§ **What needs to be done**:
Pull every line containing the word "storage" out of the material below.

§ **The data**:
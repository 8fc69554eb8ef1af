//! Client-side synchronization layer for a news reader.
//!
//! - [`api`] - Backend wire types, the [`api::NewsBackend`] trait and its HTTP client
//! - [`storage`] - Persisted key-value store shared by every tab
//! - [`bus`] - Per-domain cross-tab broadcast bus
//! - [`stores`] - Liked articles, reading queue and other user state
//! - [`query`] - Paginated article cache
//! - [`ingest`] - Multi-source streaming fetch with retry
//! - [`invalidation`] - Server-push cache invalidation
//! - [`session`] - [`session::NewsSync`], one per tab

pub mod api;
pub mod bus;
pub mod config;
pub mod ingest;
pub mod invalidation;
pub mod query;
pub mod session;
pub mod storage;
pub mod stores;
mod util;

#[cfg(test)]
pub(crate) mod testing;

pub use session::NewsSync;
//! Persistent key-value storage shared across tabs.
//!
//! - [`KeyValueStore`] - raw string storage (SQLite via [`Database`], or [`MemoryStore`])
//! - [`PersistedStore`] - typed JSON wrapper that never fails outward

mod kv;
mod persisted;
mod schema;
mod types;

pub use kv::{KeyValueStore, MemoryStore};
pub use persisted::PersistedStore;
pub use schema::Database;
pub use types::{DatabaseError, StoreError};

§ **Answer to this problem**:
//! - [`storage`] - Persisted key-value store shared by every tab
pub mod storage;
//! Persistent key-value storage shared across tabs.
//! - [`KeyValueStore`] - raw string storage (SQLite via [`Database`], or [`MemoryStore`])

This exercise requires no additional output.